Дело было сделано в тот же день после ужина. Затем она убежала, как воровка. Я узнал, что ее отец был вынужден ее побить, чтобы заставить подчиниться. На следующий день ко мне явились предложить мне нескольких, однако их не показывая.
— Но где же те девушки? — спросил я у консьержа.
— Зачем вам их видеть в лицо, когда вас заверяют, что они девственницы?
— Поймите, что меня интересует лицо, и что девственность некрасивой девицы — лишь тяжелая работа для моего разборчивого мальчишки.
После этого стали их показывать, и накануне моего отъезда я согласился на другую. В основном, прекрасный пол некрасив в этой стране.
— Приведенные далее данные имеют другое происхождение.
//! Runtime assembly: wires the store, limiter, pool, pipeline, metrics,
//! controller, and job consumers into one running dispatcher.
//!
//! The controller owns the job-handler width; the consumer loop honors it
//! through a shared atomic, which is what "recreate the batch worker at the
//! new width" amounts to here: the fan-out resizes without dropping
//! in-flight jobs. Shutdown is graceful: stop dequeuing, drain in-flight
//! jobs up to the pool task timeout, then terminate the pool.

use std::sync::atomic::{AtomicBool, AtomicUsize, Ordering};
use std::sync::{Arc, Mutex, PoisonError};
use std::time::Duration;

use async_trait::async_trait;
use tokio::task::JoinHandle;
use volley_core::{DispatchConfig, Result, WorkerId};
use volley_control::{
    AdaptiveController, BacklogProbe, CircuitBreaker, ConcurrencyActuator, HostProbe,
    MetricsAggregator, SysinfoProbe,
};
use volley_dispatch::{
    pool_size_for_host, HttpExecute, RateLimiter, RateLimiterConfig, RecordPipeline, WorkerPool,
};
use volley_store::{ContextStore, KvStore, StoreLogSink};

use crate::queue::JobQueue;
use crate::worker::BatchWorker;

/// Installs the global tracing subscriber (env-filtered). Call once from
/// the binary entry point.
pub fn init_tracing() {
    tracing_subscriber::fmt()
        .with_env_filter(tracing_subscriber::EnvFilter::from_default_env())
        .init();
}

/// Assembly knobs that are host decisions rather than engine tuning.
#[derive(Clone, Debug)]
pub struct RuntimeOptions {
    pub worker_id: WorkerId,
    pub limiter: RateLimiterConfig,
    /// Overrides the CPU-derived pool size (tests).
    pub pool_size: Option<usize>,
    pub queue_poll_interval: Duration,
}

impl Default for RuntimeOptions {
    fn default() -> Self {
        Self {
            worker_id: format!("volley-{}", std::process::id()),
            limiter: RateLimiterConfig::default(),
            pool_size: None,
            queue_poll_interval: Duration::from_millis(500),
        }
    }
}

struct QueueBacklog {
    queue: Arc<dyn JobQueue>,
}

#[async_trait]
impl BacklogProbe for QueueBacklog {
    async fn waiting_jobs(&self) -> usize {
        self.queue
            .count_by_state(volley_core::JobState::Waiting)
            .await
            .unwrap_or(0)
    }
}

/// Applies controller actions: resizes the consumer fan-out and retunes
/// (then publishes) the rate limiter.
struct RuntimeActuator {
    width: Arc<AtomicUsize>,
    limiter: Arc<RateLimiter>,
    store: Arc<ContextStore>,
}

#[async_trait]
impl ConcurrencyActuator for RuntimeActuator {
    async fn apply_concurrency(&self, width: usize) {
        let previous = self.width.swap(width, Ordering::SeqCst);
        if previous != width {
            tracing::info!(previous, width, "job-handler concurrency resized");
        }
    }

    async fn autotune_limiter(&self, error_rate: f64, avg_response_ms: f64) {
        let snapshot = self.limiter.tune(error_rate, avg_response_ms);
        if let Err(e) = self
            .store
            .publish_rate_limiter(
                snapshot.max_concurrent,
                snapshot.min_time_ms,
                error_rate,
                avg_response_ms,
            )
            .await
        {
            tracing::warn!(error = %e, "rate limiter settings publish failed");
        }
    }
}

/// A fully wired dispatcher.
pub struct DispatcherRuntime {
    config: DispatchConfig,
    store: Arc<ContextStore>,
    pool: Arc<WorkerPool>,
    batch_worker: Arc<BatchWorker>,
    controller: Arc<AdaptiveController>,
    width: Arc<AtomicUsize>,
    active_jobs: Arc<AtomicUsize>,
    stop: Arc<AtomicBool>,
    handles: Mutex<Vec<JoinHandle<()>>>,
}

impl DispatcherRuntime {
    /// Builds every component and starts the controller and job consumer.
    pub async fn start(
        config: DispatchConfig,
        kv: Arc<dyn KvStore>,
        queue: Arc<dyn JobQueue>,
        http: Arc<dyn HttpExecute>,
        options: RuntimeOptions,
    ) -> Result<Arc<Self>> {
        Self::start_with_host_probe(config, kv, queue, http, options, Arc::new(SysinfoProbe::new()))
            .await
    }

    /// Like [`DispatcherRuntime::start`] with an explicit host probe (tests
    /// feed synthetic load).
    pub async fn start_with_host_probe(
        config: DispatchConfig,
        kv: Arc<dyn KvStore>,
        queue: Arc<dyn JobQueue>,
        http: Arc<dyn HttpExecute>,
        options: RuntimeOptions,
        host: Arc<dyn HostProbe>,
    ) -> Result<Arc<Self>> {
        let store = Arc::new(ContextStore::new(kv.clone(), config.session_ttl));
        store.set_log_sink(Arc::new(StoreLogSink::new(kv)));

        let metrics = Arc::new(MetricsAggregator::new(store.clone(), config.error_window));
        let breaker = Arc::new(CircuitBreaker::new(config.cb_reset_timeout));
        let limiter = RateLimiter::new(options.limiter.clone());
        let pipeline = RecordPipeline::new(
            http,
            limiter.clone(),
            breaker.clone(),
            store.clone(),
            metrics.clone(),
        );
        let pool_size = options.pool_size.unwrap_or_else(pool_size_for_host);
        let pool = WorkerPool::new(pipeline.clone(), pool_size, config.pool_task_timeout);

        let width = Arc::new(AtomicUsize::new(config.min_concurrency));
        let actuator = Arc::new(RuntimeActuator {
            width: width.clone(),
            limiter,
            store: store.clone(),
        });
        let controller = Arc::new(AdaptiveController::new(
            config.clone(),
            metrics,
            store.clone(),
            breaker,
            host,
            Arc::new(QueueBacklog {
                queue: queue.clone(),
            }),
            actuator,
        ));

        let batch_worker = BatchWorker::new(
            options.worker_id.clone(),
            store.clone(),
            pool.clone(),
            pipeline,
            queue.clone(),
            controller.clone(),
        );

        let runtime = Arc::new(Self {
            config,
            store,
            pool,
            batch_worker: batch_worker.clone(),
            controller: controller.clone(),
            width: width.clone(),
            active_jobs: Arc::new(AtomicUsize::new(0)),
            stop: Arc::new(AtomicBool::new(false)),
            handles: Mutex::new(Vec::new()),
        });

        let mut handles = vec![controller.spawn()];
        handles.push(runtime.clone().spawn_consumer(queue, options.queue_poll_interval));
        *runtime
            .handles
            .lock()
            .unwrap_or_else(PoisonError::into_inner) = handles;
        Ok(runtime)
    }

    pub fn store(&self) -> Arc<ContextStore> {
        self.store.clone()
    }

    pub fn controller(&self) -> Arc<AdaptiveController> {
        self.controller.clone()
    }

    pub fn batch_worker(&self) -> Arc<BatchWorker> {
        self.batch_worker.clone()
    }

    /// Current job-handler width (controller-owned).
    pub fn concurrency(&self) -> usize {
        self.width.load(Ordering::SeqCst)
    }

    pub fn active_jobs(&self) -> usize {
        self.active_jobs.load(Ordering::SeqCst)
    }

    fn spawn_consumer(
        self: Arc<Self>,
        queue: Arc<dyn JobQueue>,
        poll_interval: Duration,
    ) -> JoinHandle<()> {
        tokio::spawn(async move {
            loop {
                if self.stop.load(Ordering::SeqCst) {
                    break;
                }
                if self.active_jobs.load(Ordering::SeqCst) >= self.width.load(Ordering::SeqCst) {
                    tokio::time::sleep(poll_interval).await;
                    continue;
                }
                match queue.next_job().await {
                    Ok(Some(job)) => {
                        self.active_jobs.fetch_add(1, Ordering::SeqCst);
                        let worker = self.batch_worker.clone();
                        let active = self.active_jobs.clone();
                        tokio::spawn(async move {
                            let verdict = worker.process_job(&job).await;
                            tracing::debug!(job_id = %job.job_id, ?verdict, "job finished");
                            active.fetch_sub(1, Ordering::SeqCst);
                        });
                    }
                    Ok(None) => tokio::time::sleep(poll_interval).await,
                    Err(e) => {
                        tracing::warn!(error = %e, "queue poll failed");
                        tokio::time::sleep(poll_interval).await;
                    }
                }
            }
        })
    }

    /// Graceful drain: stop dequeuing, wait for in-flight jobs up to the
    /// pool task timeout, then terminate the pool and the control loops.
    pub async fn shutdown(&self) {
        self.stop.store(true, Ordering::SeqCst);
        let deadline = tokio::time::Instant::now() + self.config.pool_task_timeout;
        while self.active_jobs.load(Ordering::SeqCst) > 0
            && tokio::time::Instant::now() < deadline
        {
            tokio::time::sleep(Duration::from_millis(50)).await;
        }
        self.pool.shutdown().await;
        let handles: Vec<JoinHandle<()>> = {
            let mut held = self
                .handles
                .lock()
                .unwrap_or_else(PoisonError::into_inner);
            held.drain(..).collect()
        };
        for handle in handles {
            handle.abort();
        }
        tracing::info!("dispatcher drained and stopped");
    }

    /// Runs until SIGTERM/ctrl-c, then drains.
    pub async fn run_until_shutdown(&self) {
        wait_for_termination().await;
        tracing::info!("termination signal received; draining");
        self.shutdown().await;
    }
}

#[cfg(unix)]
async fn wait_for_termination() {
    use tokio::signal::unix::{signal, SignalKind};
    let mut sigterm = match signal(SignalKind::terminate()) {
        Ok(sigterm) => sigterm,
        Err(e) => {
            tracing::error!(error = %e, "SIGTERM handler unavailable; falling back to ctrl-c");
            let _ = tokio::signal::ctrl_c().await;
            return;
        }
    };
    tokio::select! {
        _ = sigterm.recv() => {}
        _ = tokio::signal::ctrl_c() => {}
    }
}

#[cfg(not(unix))]
async fn wait_for_termination() {
    let _ = tokio::signal::ctrl_c().await;
}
Я отправился в Варшаву. Таким образом, я видел Подолию, Покусию и Волынь, которые некоторое время спустя стали называться Галицией и Лодомерией, поскольку они не могли стать принадлежащими Австрийскому Дому, не поменяв имени. Говорят сейчас, что эти плодородные провинции стали более счастливыми, после того, как перестали быть польскими. Сейчас более нет Польши [27] .
27
добавлено между строк Казановой — прим. изд.
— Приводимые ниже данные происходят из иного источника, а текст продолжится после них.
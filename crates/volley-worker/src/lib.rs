//! Batch worker plane: the job-queue contract, the batch worker that fans
//! records out through the pool, and the runtime assembly that wires the
//! whole dispatcher together.

pub mod queue;
pub mod runtime;
pub mod worker;

pub use queue::{JobOptions, JobQueue, MemoryQueue, QueuedJob};
pub use runtime::{init_tracing, DispatcherRuntime, RuntimeOptions};
pub use worker::{auth_headers, BatchWorker, JobVerdict, StatusProbe, SUB_BATCH_SIZE};
//! Batch jobs and their progress reporting shapes.

use chrono::{DateTime, Utc};
use serde::{Deserialize, Serialize};

use crate::identity::{JobId, SessionId};
use crate::record::Record;

/// Queue-level job state.
#[derive(Clone, Copy, Debug, PartialEq, Eq, Hash, Serialize, Deserialize)]
#[serde(rename_all = "lowercase")]
pub enum JobState {
    Waiting,
    Active,
    Delayed,
    Completed,
    Failed,
}

/// The payload enqueued for one batch.
#[derive(Clone, Debug, Serialize, Deserialize)]
#[serde(rename_all = "camelCase")]
pub struct JobSpec {
    pub session_id: SessionId,
    pub records: Vec<Record>,
    #[serde(default)]
    pub verbose: bool,
}

/// Progress snapshot pushed to the queue after every sub-batch.
#[derive(Clone, Debug, Default, Serialize, Deserialize)]
#[serde(rename_all = "camelCase")]
pub struct JobProgress {
    pub processed: usize,
    pub total: usize,
    pub success_count: usize,
    pub failure_count: usize,
    pub user_action_required_count: usize,
    pub avg_time_per_record_ms: f64,
    pub est_time_left_sec: u64,
    /// Waiting jobs behind this one at sample time.
    pub backlog: usize,
    /// Controller status string (e.g. "stable", "recovery", "breaker").
    pub controller_status: String,
    pub concurrency: usize,
}

/// Final accounting for a completed job (also written to `metrics:<jobId>`).
#[derive(Clone, Debug, PartialEq, Eq, Serialize, Deserialize)]
#[serde(rename_all = "camelCase")]
pub struct JobReport {
    pub job_id: JobId,
    pub success_count: usize,
    pub failure_count: usize,
    pub total_records: usize,
    pub completed_at: DateTime<Utc>,
}

impl JobReport {
    /// A completed job accounts for every record exactly once.
    pub fn is_balanced(&self) -> bool {
        self.success_count + self.failure_count == self.total_records
    }
}

#[cfg(test)]
mod tests {
    use super::*;
    use serde_json::json;

    #[test]
    fn job_state_serializes_lowercase() {
        assert_eq!(
            serde_json::to_string(&JobState::Waiting).expect("json"),
            "\"waiting\""
        );
    }

    #[test]
    fn spec_defaults_verbose_off() {
        let spec: JobSpec = serde_json::from_value(json!({
            "sessionId": "S1",
            "records": [{"memberId": "M1", "requestId": "R1"}],
        }))
        .expect("deserialize");
        assert!(!spec.verbose);
        assert_eq!(spec.records.len(), 1);
    }

    #[test]
    fn report_balance_check() {
        let report = JobReport {
            job_id: "J1".into(),
            success_count: 3,
            failure_count: 2,
            total_records: 5,
            completed_at: Utc::now(),
        };
        assert!(report.is_balanced());
    }
}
В Варшаве я встретил м-м Жеофрэн, которую повсюду приветствовали и рассматривали с удивлением из-за простоты, с которой она держалась. Я не только убедился, что встречают меня весьма холодно, но, положительно, встречают плохо.
— Мы не думали, — говорили мне без обиняков, — что снова увидим вас в этой стране. Зачем вы сюда снова явились?
— Я приехал оплатить свои долги.
Я счел это возмутительным. Сам Палатин России показался мне иным. Меня усаживали за стол там, где я обычно бывал, но не разговаривали со мной. Однако княжна, сестра князя Адама, сказала мне ласковым тоном прийти к ней ужинать. Я туда пришел, и за круглым столом увидел напротив себя короля, который ни разу не обратился ко мне. Он разговаривал только со швейцарцем Бертрандом. Такого до сего дня еще не случалось.
На следующий день я пошел обедать к графине Огинской, дочери князя Чарторыжского, Великого канцлера Литвы, и графини де Вальдштейн, очень респектабельной особы, которой исполнилось уже восемьдесят два года. Эта дама спросила за столом, где король ужинал накануне, никто этого не знал и я хранил молчание. Генерал Ронишер пришел, когда все уже вставали из-за стола. Палатина спросила у него, где король ужинал, и тот ответил ей, что он ужинал у княгини Стражниковой, и что я там был. Она спросила у меня, почему же я ничего не сказал за столом, когда она полюбопытствовала на эту тему; я ответил, что поступил так потому, что был огорчен тем, что когда я там был, король ни разу не сказал мне ни слова и не взглянул на меня.
— Я в немилости и не могу догадаться о причине.
Выйдя от палатина Вильны Огинского, я отправился глубоко поклониться князю Августу Сулковскому, который, встретив меня очень хорошо, как и всегда, сказал, что я плохо сделал, вернувшись в Варшаву, потому что все поменяли мнение на мой счет.
— Что я сделал?
— Ничего; но таков, в основ ном, наш характер: непостоянен, непоследователен, неловок. Sarmatarum virtus veluti extra ipsos [28] . Ваша фортуна свершилась; вы упустили момент, я советую вам уезжать.
28
Добродетели у сарматов таковы, как у других недостатки.